■ ACTIVITY ■
For each line of the listing below that contains the string "PipelineError", copy the line.

■ PROVIDED DATA ■
□ □ □
//! Raw channel-intensity decoder
//!
//! Parses the line-oriented source format into a [`FrameTable`]:
//!
//! ```text
//! # comment
//! 255 0 12 ...
//! 0 128 255 ...
//! ```
//!
//! Comment and blank lines are ignored. Every data line must carry exactly
//! `expected_arity` integers in `0..=255`.

use crate::config::{DecodeConfig, ErrorPolicy};
use crate::types::{default_channel_names, FrameTable, NormalizedFrame, PipelineError, Result};
use std::fs::File;
use std::io::{BufRead, BufReader};
use std::path::Path;

/// A data line dropped under [`ErrorPolicy::SkipLine`]
#[derive(Debug, Clone, PartialEq, Eq)]
pub struct SkippedLine {
    /// 1-based line number in the source
    pub line_number: usize,
    /// The offending token
    pub token: String,
}

/// Decoder for raw channel-intensity lines
pub struct FrameDecoder;

impl FrameDecoder {
    /// Decode lines into a frame table
    ///
    /// Skipped lines (only possible under [`ErrorPolicy::SkipLine`]) are
    /// logged; use [`FrameDecoder::decode_with_diagnostics`] to collect them.
    pub fn decode<I, S>(lines: I, config: &DecodeConfig) -> Result<FrameTable>
    where
        I: IntoIterator<Item = S>,
        S: AsRef<str>,
    {
        Self::decode_with_diagnostics(lines, config).map(|(table, _)| table)
    }

    /// Decode lines into a frame table and return the lines that were skipped
    pub fn decode_with_diagnostics<I, S>(
        lines: I,
        config: &DecodeConfig,
    ) -> Result<(FrameTable, Vec<SkippedLine>)>
    where
        I: IntoIterator<Item = S>,
        S: AsRef<str>,
    {
        let mut table = Self::empty_table(config)?;
        let mut skipped = Vec::new();

        for (offset, line) in lines.into_iter().enumerate() {
            let line_number = offset + 1;
            match Self::decode_line(line.as_ref(), line_number, config.expected_arity) {
                Ok(Some(raw)) => {
                    let frame = NormalizedFrame::from_raw(table.num_frames(), &raw);
                    log::trace!("Decoded frame {} from line {}", frame.index, line_number);
                    table.frames.push(frame);
                }
                Ok(None) => continue,
                Err(PipelineError::Decode { line_number, token })
                    if config.error_policy == ErrorPolicy::SkipLine =>
                {
                    log::warn!(
                        "Skipping line {}: invalid token {:?} (expected 0..=255)",
                        line_number,
                        token
                    );
                    skipped.push(SkippedLine { line_number, token });
                }
                Err(e) => return Err(e),
            }
        }

        log::debug!(
            "Decoded {} frames of {} channels ({} lines skipped)",
            table.num_frames(),
            table.num_channels(),
            skipped.len()
        );

        Ok((table, skipped))
    }

    /// Read and decode a source file
    pub fn decode_file(path: &Path, config: &DecodeConfig) -> Result<(FrameTable, Vec<SkippedLine>)> {
        log::info!("Decoding source file: {:?}", path);

        if !path.exists() {
            return Err(PipelineError::SourceNotFound(path.to_path_buf()));
        }

        let reader = BufReader::new(File::open(path)?);
        let lines = reader.lines().collect::<std::io::Result<Vec<_>>>()?;

        Self::decode_with_diagnostics(lines, config)
    }

    /// Build the header for a fresh table
    fn empty_table(config: &DecodeConfig) -> Result<FrameTable> {
        let names = match &config.channel_names {
            Some(names) => {
                if names.len() != config.expected_arity {
                    return Err(PipelineError::InvalidTable(format!(
                        "{} channel names supplied for {} channels",
                        names.len(),
                        config.expected_arity
                    )));
                }
                names.clone()
            }
            None => default_channel_names(config.expected_arity),
        };
        FrameTable::new(names)
    }

    /// Decode one source line
    ///
    /// Returns `Ok(None)` for comment and blank lines.
    fn decode_line(line: &str, line_number: usize, expected_arity: usize) -> Result<Option<Vec<u8>>> {
        let trimmed = line.trim();
        if trimmed.is_empty() || trimmed.starts_with('#') {
            return Ok(None);
        }

        let tokens: Vec<&str> = trimmed.split_whitespace().collect();

        // Token errors take precedence over width errors
        let raw = tokens
            .iter()
            .map(|token| Self::parse_token(token, line_number))
            .collect::<Result<Vec<u8>>>()?;

        if raw.len() != expected_arity {
            return Err(PipelineError::WidthMismatch {
                line_number,
                expected: expected_arity,
                actual: raw.len(),
            });
        }

        Ok(Some(raw))
    }

    fn parse_token(token: &str, line_number: usize) -> Result<u8> {
        token
            .parse::<i64>()
            .ok()
            .and_then(|v| u8::try_from(v).ok())
            .ok_or_else(|| PipelineError::Decode {
                line_number,
                token: token.to_string(),
            })
    }
}

#[cfg(test)]
mod tests {
    use super::*;

    fn approx(a: f64, b: f64) -> bool {
        (a - b).abs() < 1e-9
    }

    #[test]
    fn test_decode_skips_comments_and_blank_lines() {
        let lines = ["255 0", "0 128", "# comment", "", "128 255"];
        let table = FrameDecoder::decode(lines, &DecodeConfig::new(2)).unwrap();

        assert_eq!(table.channel_names, vec!["light_0", "light_1"]);
        assert_eq!(table.num_frames(), 3);

        let expected = [[1.0, 0.0], [0.0, 128.0 / 255.0], [128.0 / 255.0, 1.0]];
        for (i, frame) in table.frames.iter().enumerate() {
            assert_eq!(frame.index, i);
            assert!(approx(frame.values[0], expected[i][0]));
            assert!(approx(frame.values[1], expected[i][1]));
        }
        assert!((table.frames[1].values[1] - 0.502).abs() < 0.001);
    }

    #[test]
    fn test_indented_comment_and_whitespace_only_lines() {
        let lines = ["   # indented", " \t ", "  1   2  "];
        let table = FrameDecoder::decode(lines, &DecodeConfig::new(2)).unwrap();
        assert_eq!(table.num_frames(), 1);
        assert!(approx(table.frames[0].values[1], 2.0 / 255.0));
    }

    #[test]
    fn test_abort_on_malformed_token() {
        let lines = ["1 2", "3 x", "4 5"];
        let err = FrameDecoder::decode(lines, &DecodeConfig::new(2)).unwrap_err();
        match err {
            PipelineError::Decode { line_number, token } => {
                assert_eq!(line_number, 2);
                assert_eq!(token, "x");
            }
            other => panic!("unexpected error: {other}"),
        }
    }

    #[test]
    fn test_out_of_range_tokens_rejected() {
        for bad in ["256", "-1", "1.5", "0x10"] {
            let line = format!("0 {}", bad);
            let result = FrameDecoder::decode([line.as_str()], &DecodeConfig::new(2));
            assert!(
                matches!(result, Err(PipelineError::Decode { line_number: 1, .. })),
                "token {bad} should be rejected"
            );
        }
    }

    #[test]
    fn test_skip_line_policy_keeps_numbering_contiguous() {
        let config = DecodeConfig::new(2).with_error_policy(ErrorPolicy::SkipLine);
        let lines = ["1 2", "# c", "3 999", "4 5"];
        let (table, skipped) = FrameDecoder::decode_with_diagnostics(lines, &config).unwrap();

        assert_eq!(table.num_frames(), 2);
        assert_eq!(table.frames[1].index, 1);
        assert!(approx(table.frames[1].values[0], 4.0 / 255.0));
        assert_eq!(
            skipped,
            vec![SkippedLine {
                line_number: 3,
                token: "999".to_string()
            }]
        );
    }

    #[test]
    fn test_width_mismatch_aborts_under_both_policies() {
        for policy in [ErrorPolicy::Abort, ErrorPolicy::SkipLine] {
            let config = DecodeConfig::new(3).with_error_policy(policy);
            let err = FrameDecoder::decode(["1 2 3", "1 2"], &config).unwrap_err();
            assert!(matches!(
                err,
                PipelineError::WidthMismatch {
                    line_number: 2,
                    expected: 3,
                    actual: 2
                }
            ));
        }
    }

    #[test]
    fn test_explicit_channel_names() {
        let config = DecodeConfig::new(2).with_channel_names(vec!["key".into(), "fill".into()]);
        let table = FrameDecoder::decode(["0 255"], &config).unwrap();
        assert_eq!(table.channel_names, vec!["key", "fill"]);

        let bad = DecodeConfig::new(3).with_channel_names(vec!["key".into()]);
        assert!(matches!(
            FrameDecoder::decode(["0 0 0"], &bad),
            Err(PipelineError::InvalidTable(_))
        ));
    }

    #[test]
    fn test_values_normalized_into_unit_range() {
        let lines: Vec<String> = (0..=255u32)
            .map(|v| format!("{} {}", v, 255 - v))
            .collect();
        let table = FrameDecoder::decode(&lines, &DecodeConfig::new(2)).unwrap();

        assert_eq!(table.num_frames(), 256);
        for (i, frame) in table.frames.iter().enumerate() {
            assert_eq!(frame.index, i);
            assert!(frame.values.iter().all(|v| (0.0..=1.0).contains(v)));
        }
    }

    #[test]
    fn test_decode_file_not_found() {
        let result = FrameDecoder::decode_file(Path::new("nonexistent.chan"), &DecodeConfig::new(2));
        assert!(matches!(result, Err(PipelineError::SourceNotFound(_))));
    }
}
□ □ □
■ FINAL ANSWER ■
use crate::types::{default_channel_names, FrameTable, NormalizedFrame, PipelineError, Result};
                Err(PipelineError::Decode { line_number, token })
            return Err(PipelineError::SourceNotFound(path.to_path_buf()));
                    return Err(PipelineError::InvalidTable(format!(
            return Err(PipelineError::WidthMismatch {
            .ok_or_else(|| PipelineError::Decode {
            PipelineError::Decode { line_number, token } => {
                matches!(result, Err(PipelineError::Decode { line_number: 1, .. })),
                PipelineError::WidthMismatch {
            Err(PipelineError::InvalidTable(_))
        assert!(matches!(result, Err(PipelineError::SourceNotFound(_))));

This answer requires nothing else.